A new study reveals the positive impact that Red Deer College has on the regional economy, generating huge value in return for the investments made by students, taxpayers and society as a whole.

In 2011-12, RDC and its students added $327.4 million in income to Central Alberta’s economy.

“This study makes a strong case that an investment in education is a wise investment,” says Shelley Ralston, chair of RDC’s board of governors.

“Not only does post-secondary education pave the way for a higher quality of life for students creating great career opportunities, it also provides the much needed skilled workforce our province needs to thrive and remain competitive globally.”

In return for the investment made towards their education, students who attend RDC will earn higher wages that will continue to grow over their lifetimes.

Learners who complete a two-year diploma at RDC will earn $511,102 more over the course of their careers in the Central Alberta region than someone with a high school diploma, says the report.
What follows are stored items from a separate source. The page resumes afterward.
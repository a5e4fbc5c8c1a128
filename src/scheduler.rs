//! A secondary FIFO queue layered over a [`Pool`], permitting inline
//! (re-entrant) execution of a queued task from inside a worker already
//! running pool work.
//!
//! The "host platform task scheduler contract" the data model describes
//! subclassing has no Rust analogue -- there's no ambient abstract
//! task-scheduler base class to satisfy here the way there would be in a
//! managed runtime. This exposes the same operations
//! (`enqueue`/`try_execute_inline`/`try_dequeue`/`scheduled_tasks`/
//! `max_concurrency`) as a plain, idiomatic API instead (see
//! `REDESIGN FLAGS` in `SPEC_FULL.md`).

use std::cell::RefCell;
use std::collections::VecDeque;
use std::sync::atomic::{AtomicUsize, Ordering};
use std::sync::{Arc, Mutex};

use crate::error::{PoolError, Result};
use crate::pool::Pool;

/// A queued unit of cooperative work. Never panics out through the
/// adapter: like pool `Work`, any panic is the task runtime's own
/// responsibility to have captured before reaching here.
type TaskFn = Box<dyn FnOnce() + Send + 'static>;

/// A single slot a task is taken from exactly once, by whichever of
/// "the drain loop", "an inline execution" or "`try_dequeue`" gets there
/// first. `None` after that point, by any path.
struct Slot(Mutex<Option<TaskFn>>);

/// A handle to a previously-enqueued task. Cheap to clone; holding one lets
/// a caller later attempt to run it inline or remove it from the queue,
/// without having to search by value.
#[derive(Clone)]
pub struct TaskHandle {
    slot: Arc<Slot>,
}

impl std::fmt::Debug for TaskHandle {
    fn fmt(&self, f: &mut std::fmt::Formatter<'_>) -> std::fmt::Result {
        let pending = self.slot.0.lock().unwrap().is_some();
        f.debug_struct("TaskHandle")
            .field("pending", &pending)
            .finish()
    }
}

impl TaskHandle {
    fn new(task: TaskFn) -> Self {
        TaskHandle {
            slot: Arc::new(Slot(Mutex::new(Some(task)))),
        }
    }

    /// Wraps a task that was never enqueued, purely so
    /// `try_execute_inline(_, was_queued = false)` can share the same type.
    pub fn detached(task: impl FnOnce() + Send + 'static) -> Self {
        TaskHandle::new(Box::new(task))
    }

    fn take(&self) -> Option<TaskFn> {
        self.slot.0.lock().unwrap().take()
    }
}

// The raw pointers of every `Shared` whose drain closure is currently
// running on this thread, innermost last. A bare bool can't distinguish
// "inside adapter A's drain closure" from "inside adapter B's" when two
// adapters share a pool and thus a worker thread, so this tracks identity
// instead of presence.
thread_local! {
    static ACTIVE_ADAPTERS: RefCell<Vec<*const Shared>> = const { RefCell::new(Vec::new()) };
}

struct Shared {
    tasks: Mutex<VecDeque<TaskHandle>>,
    parallel_workers: AtomicUsize,
    waiting_work: AtomicUsize,
    pool: Arc<Pool>,
}

/// Multiplexes higher-level cooperative tasks onto a shared [`Pool`].
///
/// Lives for the lifetime of the `Pool` it wraps; holds no resources of its
/// own beyond the in-memory queue.
#[derive(Clone)]
pub struct TaskSchedulerAdapter {
    shared: Arc<Shared>,
}

impl std::fmt::Debug for TaskSchedulerAdapter {
    fn fmt(&self, f: &mut std::fmt::Formatter<'_>) -> std::fmt::Result {
        f.debug_struct("TaskSchedulerAdapter")
            .field("waiting_work", &self.waiting_work())
            .field("parallel_workers", &self.parallel_workers())
            .finish_non_exhaustive()
    }
}

impl TaskSchedulerAdapter {
    pub fn new(pool: Arc<Pool>) -> Self {
        TaskSchedulerAdapter {
            shared: Arc::new(Shared {
                tasks: Mutex::new(VecDeque::new()),
                parallel_workers: AtomicUsize::new(0),
                waiting_work: AtomicUsize::new(0),
                pool,
            }),
        }
    }

    /// Enqueue `task` and return a handle to it. If fewer drain closures
    /// than `max_concurrency` are currently active on this adapter's
    /// behalf, submits one more to the pool.
    pub fn enqueue(&self, task: impl FnOnce() + Send + 'static) -> TaskHandle {
        let handle = TaskHandle::new(Box::new(task));
        let shared = self.shared.clone();
        {
            let mut tasks = shared.tasks.lock().unwrap();
            tasks.push_back(handle.clone());
            shared.waiting_work.fetch_add(1, Ordering::SeqCst);
        }

        let max = shared.pool.settings().max_threads();
        let launched = shared
            .parallel_workers
            .fetch_update(Ordering::SeqCst, Ordering::SeqCst, |current| {
                if current < max {
                    Some(current + 1)
                } else {
                    None
                }
            })
            .is_ok();

        if launched {
            let drain_shared = shared.clone();
            // If the pool has been closed, `submit` fails and no drain
            // closure runs; `parallel_workers` settles back down the next
            // time someone enqueues against a pool that's still open.
            // There's nothing useful to roll back: a closed pool means no
            // further adapter work will ever drain anyway.
            let _ = shared.pool.submit(move || drain(drain_shared));
        }

        handle
    }

    /// Returns `true` only when called from inside *this adapter's* drain
    /// closure (i.e. the current thread is actively running work on behalf
    /// of this specific adapter, not merely some adapter sharing the same
    /// pool).
    ///
    /// If `was_queued`, first tries to take `handle`'s task by identity; if
    /// another path (the drain loop, or a racing `try_dequeue`) already
    /// took it, returns `false` without running anything. Otherwise runs it
    /// unconditionally -- the caller vouches the task was never queued.
    pub fn try_execute_inline(&self, handle: &TaskHandle, was_queued: bool) -> bool {
        let this = Arc::as_ptr(&self.shared);
        let on_this_adapters_drain = ACTIVE_ADAPTERS.with(|active| active.borrow().contains(&this));
        if !on_this_adapters_drain {
            return false;
        }

        let task = if was_queued {
            match handle.take() {
                Some(task) => {
                    self.shared.waiting_work.fetch_sub(1, Ordering::SeqCst);
                    task
                }
                None => return false,
            }
        } else {
            match handle.take() {
                Some(task) => task,
                None => return false,
            }
        };

        task();
        true
    }

    /// Removes `handle`'s task if it hasn't already been taken. Returns
    /// whether it was found (and thus removed).
    pub fn try_dequeue(&self, handle: &TaskHandle) -> bool {
        match handle.take() {
            Some(_) => {
                self.shared.waiting_work.fetch_sub(1, Ordering::SeqCst);
                true
            }
            None => false,
        }
    }

    /// Best-effort queue depth snapshot. Tries the lock without blocking;
    /// returns `Unsupported` under contention rather than risking a
    /// deadlock against a caller that's already holding the lock (e.g. from
    /// inside `enqueue`'s own critical section).
    pub fn scheduled_tasks(&self) -> Result<usize> {
        match self.shared.tasks.try_lock() {
            Ok(tasks) => Ok(tasks.len()),
            Err(_) => Err(PoolError::Unsupported(
                "task queue is currently locked by another operation".into(),
            )),
        }
    }

    pub fn max_concurrency(&self) -> usize {
        self.shared.pool.settings().max_threads()
    }

    /// Estimated queue depth (matches `tasks.len()` under the mutex).
    pub fn waiting_work(&self) -> usize {
        self.shared.waiting_work.load(Ordering::SeqCst)
    }

    pub fn parallel_workers(&self) -> usize {
        self.shared.parallel_workers.load(Ordering::SeqCst)
    }
}

fn drain(shared: Arc<Shared>) {
    let this = Arc::as_ptr(&shared);
    ACTIVE_ADAPTERS.with(|active| active.borrow_mut().push(this));
    let _guard = ClearOnDrop(this);

    loop {
        let handle = {
            let mut tasks = shared.tasks.lock().unwrap();
            match tasks.pop_front() {
                None => {
                    shared.parallel_workers.fetch_sub(1, Ordering::SeqCst);
                    break;
                }
                Some(handle) => handle,
            }
        };
        // The handle may already be empty if it was taken inline or
        // dequeued out from under us; that's not an error, just a task
        // this drain closure doesn't need to run.
        if let Some(task) = handle.take() {
            shared.waiting_work.fetch_sub(1, Ordering::SeqCst);
            task();
        }
    }
}

/// Pops this drain closure's `Shared` pointer off the thread-local active
/// set on every exit path, including a panic unwinding through `drain`
/// (which should never happen since tasks are expected to capture their own
/// errors, but the marker must not leak onto a pool worker thread that gets
/// reused for unrelated submissions or another adapter's drain closure).
struct ClearOnDrop(*const Shared);

impl Drop for ClearOnDrop {
    fn drop(&mut self) {
        ACTIVE_ADAPTERS.with(|active| {
            let mut active = active.borrow_mut();
            if let Some(pos) = active.iter().rposition(|&p| p == self.0) {
                active.remove(pos);
            }
        });
    }
}

#[cfg(test)]
mod tests {
    use super::*;
    use crate::settings::Settings;
    use std::sync::atomic::AtomicBool;
    use std::time::Duration;

    #[test]
    fn inline_execution_runs_on_same_thread_as_caller() {
        // S5: adapter inlining over a single-thread pool.
        let settings = Settings::builder().num_threads(1).build().unwrap();
        let pool = Pool::new(settings);
        let adapter = TaskSchedulerAdapter::new(pool.clone());

        let b_ran_inline = Arc::new(AtomicBool::new(false));
        let b_ran_inline2 = b_ran_inline.clone();
        let adapter_for_a = adapter.clone();

        adapter.enqueue(move || {
            let handle = TaskHandle::detached(move || {
                b_ran_inline2.store(true, Ordering::SeqCst);
            });
            let result = adapter_for_a.try_execute_inline(&handle, false);
            assert!(
                result,
                "try_execute_inline should succeed from inside a drain closure"
            );
        });

        pool.close();
        pool.wait_for_exit(Some(Duration::from_secs(5)));
        assert!(b_ran_inline.load(Ordering::SeqCst));
    }

    #[test]
    fn try_execute_inline_is_scoped_to_the_calling_adapter() {
        // Two adapters sharing one pool: a thread running adapter A's drain
        // closure must not be able to inline-execute on adapter B's behalf.
        let settings = Settings::builder().num_threads(1).build().unwrap();
        let pool = Pool::new(settings);
        let adapter_a = TaskSchedulerAdapter::new(pool.clone());
        let adapter_b = TaskSchedulerAdapter::new(pool.clone());

        let ran_inline = Arc::new(AtomicBool::new(false));
        let ran_inline2 = ran_inline.clone();
        let adapter_b_from_a = adapter_b.clone();

        adapter_a.enqueue(move || {
            let handle = TaskHandle::detached(move || {
                ran_inline2.store(true, Ordering::SeqCst);
            });
            let result = adapter_b_from_a.try_execute_inline(&handle, false);
            assert!(
                !result,
                "adapter B's try_execute_inline must not succeed from inside adapter A's drain closure"
            );
        });

        pool.close();
        pool.wait_for_exit(Some(Duration::from_secs(5)));
        assert!(!ran_inline.load(Ordering::SeqCst));
    }

    #[test]
    fn inline_execution_fails_outside_drain_closure() {
        let settings = Settings::builder().num_threads(1).build().unwrap();
        let pool = Pool::new(settings);
        let adapter = TaskSchedulerAdapter::new(pool.clone());

        let handle = TaskHandle::detached(|| {});
        let result = adapter.try_execute_inline(&handle, false);
        assert!(!result);
        pool.close();
    }

    #[test]
    fn enqueued_tasks_all_run() {
        let settings = Settings::builder().num_threads(2).build().unwrap();
        let pool = Pool::new(settings);
        let adapter = TaskSchedulerAdapter::new(pool.clone());

        let executed = Arc::new(AtomicUsize::new(0));
        for _ in 0..500 {
            let executed = executed.clone();
            adapter.enqueue(move || {
                executed.fetch_add(1, Ordering::SeqCst);
            });
        }

        let deadline = std::time::Instant::now() + Duration::from_secs(10);
        while executed.load(Ordering::SeqCst) < 500 && std::time::Instant::now() < deadline {
            std::thread::sleep(Duration::from_millis(10));
        }
        assert_eq!(executed.load(Ordering::SeqCst), 500);

        pool.close();
        pool.wait_for_exit(Some(Duration::from_secs(5)));
    }

    #[test]
    fn try_dequeue_races_the_drain_loop_but_never_double_runs() {
        let settings = Settings::builder().num_threads(1).build().unwrap();
        let pool = Pool::new(settings);
        let adapter = TaskSchedulerAdapter::new(pool.clone());

        let ran = Arc::new(AtomicUsize::new(0));
        let ran2 = ran.clone();
        let handle = adapter.enqueue(move || {
            ran2.fetch_add(1, Ordering::SeqCst);
        });

        // Whether this wins the race against the drain closure is
        // nondeterministic, but it must never cause the task to run twice.
        let removed = adapter.try_dequeue(&handle);

        pool.close();
        pool.wait_for_exit(Some(Duration::from_secs(5)));

        if removed {
            assert_eq!(ran.load(Ordering::SeqCst), 0);
        } else {
            assert_eq!(ran.load(Ordering::SeqCst), 1);
        }
    }

    #[test]
    fn max_concurrency_matches_pool_max_threads() {
        let settings = Settings::builder().num_threads(3).build().unwrap();
        let pool = Pool::new(settings);
        let expected = pool.settings().max_threads();
        let adapter = TaskSchedulerAdapter::new(pool.clone());
        assert_eq!(adapter.max_concurrency(), expected);
        pool.close();
    }

    #[test]
    fn scheduled_tasks_reports_queue_depth() {
        let settings = Settings::builder().num_threads(1).build().unwrap();
        let pool = Pool::new(settings);
        let adapter = TaskSchedulerAdapter::new(pool.clone());

        // Block the only worker so nothing drains yet.
        let (tx, rx) = std::sync::mpsc::channel::<()>();
        adapter.enqueue(move || {
            let _ = rx.recv();
        });
        adapter.enqueue(|| {});
        adapter.enqueue(|| {});

        std::thread::sleep(Duration::from_millis(20));
        assert!(adapter.scheduled_tasks().unwrap() >= 1);

        let _ = tx.send(());
        pool.close();
        pool.wait_for_exit(Some(Duration::from_secs(5)));
    }
}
Students directly impact the local economy by spending their own earnings or the earnings of their families on tuition, fees, books and supplies to a total of $23.1 million. Approximately 789 students relocated to Central Alberta to study at RDC from other regions in Canada and other countries in 2011-12, spending $3.2 million in our region.

Having a comprehensive learning institution is good for the City of Red Deer and surrounding communities.

Beyond increasing the earning potential for students and enhancing their employability, RDC also is a major employer and economic contributor.

The College employed 1,450 faculty and staff, equivalent to 664 full-time employees, and added $71.3 million to the regional economy through payroll and expenses.

Approximately 95% of students remain in Alberta upon completing their education at RDC, a fact that significantly benefits taxpayers.

Over the course of their working lives, the Alberta government will collect an additional $132.6 million in higher tax receipts from RDC graduates.

Increased tax revenue is not the only way taxpayers save.

The social impact that post-secondary education has on central Alberta and the province is also noteworthy.

RDC students who achieve a higher level of education are statistically less likely to have poor health habits, commit crimes or to require employment-related government assistance.

As a result, taxpayers in Alberta will save $3.9 million in costs related to health, crime and income assistance over the students’ working lives.

The thousands of former students who are currently working in the region, adding in-demand skills learned through their studies, has enormous impact on businesses. The effect RDC students had on central Alberta’s economy amounted to $252.9 million in added income in 2011-12.

“We thrive as an institution because of the partnerships we have with the communities of central Alberta, with government, business and industry,” notes Joel Ward, president and CEO of RDC. “We’re pleased that we can show the value our students receive from their education and the return on investment for our communities.

“This study makes a compelling case that RDC is an essential economic contributor to our region.”